Former Biafran separatist leader Emeka Ojukwu was among those receiving the payments for retired soldiers at a ceremony in the capital, Abuja.

The government said the inclusion of 63 pardoned rebels in the payments showed the country had healed itself.

The eastern region tried to secede in 1967, sparking a bloody three-year war.

Some one million people died in the conflict, mostly from hunger and disease.

"Government has decided to fully integrate our compatriots who fought on the other side of the unfortunate incidence of our civil war, it is the culmination of the healing process that started the very moment the war ended," said Defence Minister Mahmud Yayale Ahmed.
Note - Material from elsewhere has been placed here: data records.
//! Configuration for the classifier
//!
//! Loaded with a two-layer resolution:
//! 1. Override file in the config dir (~/.config/ledger-tools/config.toml)
//! 2. Embedded default (config/ledger-tools.toml, compiled into binary)
//!
//! `LEDGER_TOOLS_LLM_*` environment variables are applied last so API keys can
//! stay out of files.

use std::fs;
use std::path::{Path, PathBuf};

use serde::Deserialize;

use crate::error::{Error, Result};
use crate::ledger::DEFAULT_CURRENCY_SYMBOL;
use crate::models::{ProcessingMode, RuleOrder, DEFAULT_PAYEE};

/// Embedded default config (compiled into binary)
const DEFAULT_CONFIG: &str = include_str!("../../../config/ledger-tools.toml");

pub const ENV_LLM_PROVIDER: &str = "LEDGER_TOOLS_LLM_PROVIDER";
pub const ENV_LLM_API_KEY: &str = "LEDGER_TOOLS_LLM_API_KEY";
pub const ENV_LLM_MODEL: &str = "LEDGER_TOOLS_LLM_MODEL";
pub const ENV_LLM_BASE_URL: &str = "LEDGER_TOOLS_LLM_BASE_URL";

/// LLM provider settings
#[derive(Debug, Clone, PartialEq)]
pub struct LlmConfig {
    pub provider: Option<String>,
    pub api_key: Option<String>,
    pub model: Option<String>,
    pub base_url: Option<String>,
    pub temperature: f32,
    pub max_tokens: u32,
}

impl LlmConfig {
    /// The LLM is only consulted when both a provider and an API key are set
    pub fn is_configured(&self) -> bool {
        let set = |v: &Option<String>| v.as_deref().is_some_and(|s| !s.trim().is_empty());
        set(&self.provider) && set(&self.api_key)
    }
}

impl Default for LlmConfig {
    fn default() -> Self {
        Self {
            provider: None,
            api_key: None,
            model: None,
            base_url: None,
            temperature: 0.3,
            max_tokens: 500,
        }
    }
}

/// Batch processing options
#[derive(Debug, Clone, PartialEq)]
pub struct ProcessingOptions {
    pub mode: ProcessingMode,
    /// Skip rows whose existing confidence is above `confidence_threshold`
    pub ignore_high_confidence: bool,
    pub confidence_threshold: f64,
    pub rule_order: RuleOrder,
}

impl Default for ProcessingOptions {
    fn default() -> Self {
        Self {
            mode: ProcessingMode::RulesLlm,
            ignore_high_confidence: false,
            confidence_threshold: 0.85,
            rule_order: RuleOrder::List,
        }
    }
}

#[derive(Debug, Clone, PartialEq)]
pub struct LedgerConfig {
    pub currency_symbol: String,
    pub funding_account: Option<String>,
    /// Payee for suggested entries when nothing names one
    pub default_payee: String,
}

impl Default for LedgerConfig {
    fn default() -> Self {
        Self {
            currency_symbol: DEFAULT_CURRENCY_SYMBOL.to_string(),
            funding_account: None,
            default_payee: DEFAULT_PAYEE.to_string(),
        }
    }
}

#[derive(Debug, Clone, Default, PartialEq)]
pub struct Config {
    pub llm: LlmConfig,
    pub processing: ProcessingOptions,
    pub ledger: LedgerConfig,
}

impl Config {
    /// Load from the override file (or default location), then apply env overrides
    pub fn load(override_path: Option<&Path>) -> Result<Self> {
        let mut config = load_config(override_path)?;
        config.apply_env(|key| std::env::var(key).ok());
        Ok(config)
    }

    /// Parse config from TOML content; missing keys keep their defaults
    pub fn from_toml(content: &str) -> Result<Self> {
        parse_config(content)
    }

    /// Apply `LEDGER_TOOLS_LLM_*` overrides read through `get`
    pub fn apply_env<F>(&mut self, get: F)
    where
        F: Fn(&str) -> Option<String>,
    {
        let read = |key: &str| get(key).filter(|v| !v.trim().is_empty());

        if let Some(provider) = read(ENV_LLM_PROVIDER) {
            self.llm.provider = Some(provider);
        }
        if let Some(key) = read(ENV_LLM_API_KEY) {
            self.llm.api_key = Some(key);
        }
        if let Some(model) = read(ENV_LLM_MODEL) {
            self.llm.model = Some(model);
        }
        if let Some(url) = read(ENV_LLM_BASE_URL) {
            self.llm.base_url = Some(url);
        }
    }
}

/// Default config override path
pub fn default_config_path() -> Option<PathBuf> {
    dirs::config_dir().map(|d| d.join("ledger-tools").join("config.toml"))
}

/// Load configuration (override first, then default)
fn load_config(override_path: Option<&Path>) -> Result<Config> {
    let path = match override_path {
        Some(path) => Some(path.to_path_buf()),
        None => default_config_path(),
    };

    let content = match path {
        Some(path) if path.exists() => {
            tracing::debug!(path = %path.display(), "Loading config override");
            fs::read_to_string(&path)
                .map_err(|e| Error::InvalidData(format!("Failed to read config: {}", e)))?
        }
        _ => DEFAULT_CONFIG.to_string(),
    };

    parse_config(&content)
}

/// Raw config structure for TOML parsing
#[derive(Debug, Deserialize)]
struct RawConfig {
    llm: Option<RawLlm>,
    processing: Option<RawProcessing>,
    ledger: Option<RawLedger>,
}

#[derive(Debug, Deserialize)]
struct RawLlm {
    provider: Option<String>,
    api_key: Option<String>,
    model: Option<String>,
    base_url: Option<String>,
    temperature: Option<f32>,
    max_tokens: Option<u32>,
}

#[derive(Debug, Deserialize)]
struct RawProcessing {
    mode: Option<String>,
    ignore_high_confidence: Option<bool>,
    confidence_threshold: Option<f64>,
    rule_order: Option<RuleOrder>,
}

#[derive(Debug, Deserialize)]
struct RawLedger {
    currency_symbol: Option<String>,
    funding_account: Option<String>,
    default_payee: Option<String>,
}

fn parse_config(content: &str) -> Result<Config> {
    let raw: RawConfig = toml::from_str(content)
        .map_err(|e| Error::InvalidData(format!("Invalid config TOML: {}", e)))?;

    let mut config = Config::default();

    if let Some(llm) = raw.llm {
        config.llm.provider = llm.provider.filter(|s| !s.trim().is_empty());
        config.llm.api_key = llm.api_key.filter(|s| !s.trim().is_empty());
        config.llm.model = llm.model.filter(|s| !s.trim().is_empty());
        config.llm.base_url = llm.base_url.filter(|s| !s.trim().is_empty());
        if let Some(temperature) = llm.temperature {
            config.llm.temperature = temperature;
        }
        if let Some(max_tokens) = llm.max_tokens {
            config.llm.max_tokens = max_tokens;
        }
    }

    if let Some(processing) = raw.processing {
        if let Some(mode) = processing.mode {
            config.processing.mode = ProcessingMode::parse_lenient(&mode);
        }
        if let Some(ignore) = processing.ignore_high_confidence {
            config.processing.ignore_high_confidence = ignore;
        }
        if let Some(threshold) = processing.confidence_threshold {
            config.processing.confidence_threshold = threshold;
        }
        if let Some(order) = processing.rule_order {
            config.processing.rule_order = order;
        }
    }

    if let Some(ledger) = raw.ledger {
        if let Some(symbol) = ledger.currency_symbol {
            config.ledger.currency_symbol = symbol;
        }
        config.ledger.funding_account = ledger.funding_account.filter(|s| !s.trim().is_empty());
        if let Some(payee) = ledger.default_payee.filter(|s| !s.trim().is_empty()) {
            config.ledger.default_payee = payee.trim().to_string();
        }
    }

    Ok(config)
}
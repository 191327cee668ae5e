//! Rule engine
//!
//! Rule records are compiled once into a [`RuleSet`]: conditions are parsed,
//! regexes built and action payloads validated. Records that fail compilation
//! are kept aside as [`RejectedRule`]s so one bad row in the rule sheet never
//! stops the others from being evaluated.
//!
//! Evaluation walks the set in order and returns the first rule whose
//! conditions all hold (AND, short-circuit).

mod action;
pub mod builder;
pub mod store;

pub use action::parse_action;

use regex::{Regex, RegexBuilder};
use tracing::{debug, warn};

use crate::error::{Error, Result};
use crate::ledger::{EntryDraft, EntryOptions, LedgerFormatter};
use crate::models::{Action, ActionType, ConditionKind, RuleOrder, RuleRecord, Transaction};

/// Confidence reported for every rule match
pub const RULE_CONFIDENCE: f64 = 1.0;

const CONDITION_SEPARATOR: &str = " AND ";
const PATTERN_SEPARATOR: char = ';';

#[derive(Debug, Clone)]
enum Matcher {
    /// Lowercased needle
    Contains(String),
    Regex(Regex),
    /// Pattern that failed to compile; never met
    InvalidRegex,
    /// `None` when the pattern is not a number; never met
    Amount(Option<f64>),
}

/// A single compiled `{field operator pattern}` check
#[derive(Debug, Clone)]
pub struct Condition {
    pub kind: ConditionKind,
    pub pattern: String,
    matcher: Matcher,
}

impl Condition {
    fn compile(rule_id: &str, kind: ConditionKind, pattern: &str) -> Self {
        let matcher = match kind {
            ConditionKind::NarrationContains | ConditionKind::UserContextContains => {
                Matcher::Contains(pattern.to_lowercase())
            }
            ConditionKind::NarrationRegex => {
                match RegexBuilder::new(pattern).case_insensitive(true).build() {
                    Ok(re) => Matcher::Regex(re),
                    Err(e) => {
                        warn!("Rule {}: invalid regex '{}': {}", rule_id, pattern, e);
                        Matcher::InvalidRegex
                    }
                }
            }
            ConditionKind::AmountEq | ConditionKind::AmountGt | ConditionKind::AmountLt => {
                let target = pattern.trim().parse::<f64>().ok();
                if target.is_none() {
                    warn!("Rule {}: amount pattern '{}' is not a number", rule_id, pattern);
                }
                Matcher::Amount(target)
            }
        };

        Self {
            kind,
            pattern: pattern.to_string(),
            matcher,
        }
    }

    pub fn is_met(&self, tx: &Transaction) -> bool {
        match &self.matcher {
            Matcher::Contains(needle) => {
                let haystack = match self.kind {
                    ConditionKind::UserContextContains => &tx.user_context,
                    _ => &tx.narration,
                };
                haystack.to_lowercase().contains(needle.as_str())
            }
            Matcher::Regex(re) => re.is_match(&tx.narration),
            Matcher::InvalidRegex | Matcher::Amount(None) => false,
            Matcher::Amount(Some(target)) => {
                let amount = tx.amount();
                match self.kind {
                    ConditionKind::AmountEq => cents(amount) == cents(*target),
                    ConditionKind::AmountGt => amount > *target,
                    ConditionKind::AmountLt => amount < *target,
                    _ => false,
                }
            }
        }
    }
}

fn cents(amount: f64) -> i64 {
    (amount * 100.0).round() as i64
}

/// A compiled rule
#[derive(Debug, Clone)]
pub struct Rule {
    pub id: String,
    pub priority: i64,
    pub active: bool,
    pub conditions: Vec<Condition>,
    pub action: Action,
}

impl Rule {
    /// Compile a record, ignoring its `active` flag
    pub fn compile(record: &RuleRecord) -> Result<Self> {
        let id = record.id.trim();
        let required = [
            ("condition", &record.condition),
            ("pattern", &record.pattern),
            ("action_type", &record.action_type),
            ("action_value", &record.action_value),
        ];
        for (field, value) in required {
            if value.trim().is_empty() {
                return Err(Error::invalid_rule(id, format!("missing {}", field)));
            }
        }

        let kinds = record
            .condition
            .split(CONDITION_SEPARATOR)
            .map(|c| c.parse::<ConditionKind>())
            .collect::<std::result::Result<Vec<_>, _>>()
            .map_err(|e| Error::invalid_rule(id, e))?;
        let patterns: Vec<&str> = record.pattern.split(PATTERN_SEPARATOR).map(str::trim).collect();

        if kinds.len() != patterns.len() {
            return Err(Error::invalid_rule(
                id,
                format!(
                    "{} conditions but {} patterns",
                    kinds.len(),
                    patterns.len()
                ),
            ));
        }

        let conditions = kinds
            .into_iter()
            .zip(patterns)
            .map(|(kind, pattern)| Condition::compile(id, kind, pattern))
            .collect();

        let action_type: ActionType = record
            .action_type
            .parse()
            .map_err(|e: String| Error::invalid_rule(id, e))?;
        let action = parse_action(id, action_type, &record.action_value)?;

        Ok(Self {
            id: id.to_string(),
            priority: record.priority,
            active: record.active,
            conditions,
            action,
        })
    }

    /// First condition that does not hold for `tx`
    pub fn failing_condition(&self, tx: &Transaction) -> Option<&Condition> {
        self.conditions.iter().find(|c| !c.is_met(tx))
    }

    pub fn matches(&self, tx: &Transaction) -> bool {
        self.failing_condition(tx).is_none()
    }
}

/// A record that could not be compiled
#[derive(Debug, Clone, PartialEq)]
pub struct RejectedRule {
    pub id: String,
    pub reason: String,
}

/// Active, compiled rules in evaluation order
#[derive(Debug, Clone, Default)]
pub struct RuleSet {
    rules: Vec<Rule>,
    rejected: Vec<RejectedRule>,
    order: RuleOrder,
}

impl RuleSet {
    /// Compile records, skipping inactive ones and collecting rejects
    pub fn compile<'a, I>(records: I) -> Self
    where
        I: IntoIterator<Item = &'a RuleRecord>,
    {
        let mut set = Self::default();

        for record in records {
            if !record.active {
                debug!("Rule {} is inactive, skipping", record.id);
                continue;
            }
            match Rule::compile(record) {
                Ok(rule) => set.rules.push(rule),
                Err(e) => {
                    warn!("Skipping rule {}: {}", record.id, e);
                    let reason = match e {
                        Error::InvalidRule { reason, .. } => reason,
                        other => other.to_string(),
                    };
                    set.rejected.push(RejectedRule {
                        id: record.id.clone(),
                        reason,
                    });
                }
            }
        }

        debug!(
            active = set.rules.len(),
            rejected = set.rejected.len(),
            "Compiled rule set"
        );
        set
    }

    pub fn with_order(mut self, order: RuleOrder) -> Self {
        self.order = order;
        self
    }

    pub fn order(&self) -> RuleOrder {
        self.order
    }

    /// Rules in evaluation order
    pub fn ordered(&self) -> Vec<&Rule> {
        let mut rules: Vec<&Rule> = self.rules.iter().collect();
        if self.order == RuleOrder::Priority {
            rules.sort_by_key(|r| r.priority);
        }
        rules
    }

    /// First rule whose conditions all hold
    pub fn find_match(&self, tx: &Transaction) -> Option<&Rule> {
        self.ordered().into_iter().find(|rule| rule.matches(tx))
    }

    pub fn rejected(&self) -> &[RejectedRule] {
        &self.rejected
    }

    pub fn len(&self) -> usize {
        self.rules.len()
    }

    pub fn is_empty(&self) -> bool {
        self.rules.is_empty()
    }
}

/// Entry produced by a matching rule
#[derive(Debug, Clone, PartialEq)]
pub struct RuleMatch {
    pub rule_id: String,
    pub final_entry: String,
    pub tags: String,
    pub confidence: f64,
}

#[derive(Debug, Clone, Default)]
pub struct RuleEngine {
    formatter: LedgerFormatter,
}

impl RuleEngine {
    pub fn new(formatter: LedgerFormatter) -> Self {
        Self { formatter }
    }

    /// Evaluate `rules` against `tx`; `None` when nothing matches or the row has no date
    pub fn evaluate(&self, tx: &Transaction, funding_account: &str, rules: &RuleSet) -> Option<RuleMatch> {
        let date = tx.date?;
        let rule = rules.find_match(tx)?;
        debug!("Rule {} matched '{}'", rule.id, tx.narration);

        Some(RuleMatch {
            rule_id: rule.id.clone(),
            final_entry: self.render(rule, tx, date, funding_account),
            tags: rule.action.tags.clone(),
            confidence: RULE_CONFIDENCE,
        })
    }

    /// Render the entry `rule` produces for `tx`, whether or not it matches
    pub fn render(
        &self,
        rule: &Rule,
        tx: &Transaction,
        date: chrono::NaiveDate,
        funding_account: &str,
    ) -> String {
        let action = &rule.action;
        let is_credit = match action.action_type {
            ActionType::CreateEntry => tx.is_credit(),
            ActionType::CreateTransfer => false,
        };
        let payee = action.payee.as_deref().unwrap_or(&tx.narration);

        let options = EntryOptions {
            user_context: action.include_user_context.then_some(tx.user_context.as_str()),
            narration: action.include_narration.then_some(tx.narration.as_str()),
            split: action.split.as_ref(),
        };

        self.formatter.format(&EntryDraft {
            date,
            payee,
            target_account: &action.account,
            amount: tx.amount(),
            funding_account,
            is_credit,
            tags: &action.tags,
            options,
        })
    }
}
Mr Ojukwu, 74, was pardoned in 1980.

"All I asked in ending the civil war is that everyone live up to the pregnant expectations of the saying that there was no victor and no vanquished," he said at the ceremony.

Payment of all military pensions has been delayed for years.

A squatters camp of retired soldiers, some of them gravely ill, had sprung up in Abuja, and pensioners last year twice blocked roads into the capital with flaming tyres to demand payment.

Last year, on the 40th anniversary of the start of the Biafran war, Emeka Ojukwu told the BBC that the Igbo community, who live in south-east Nigeria, were still marginalised.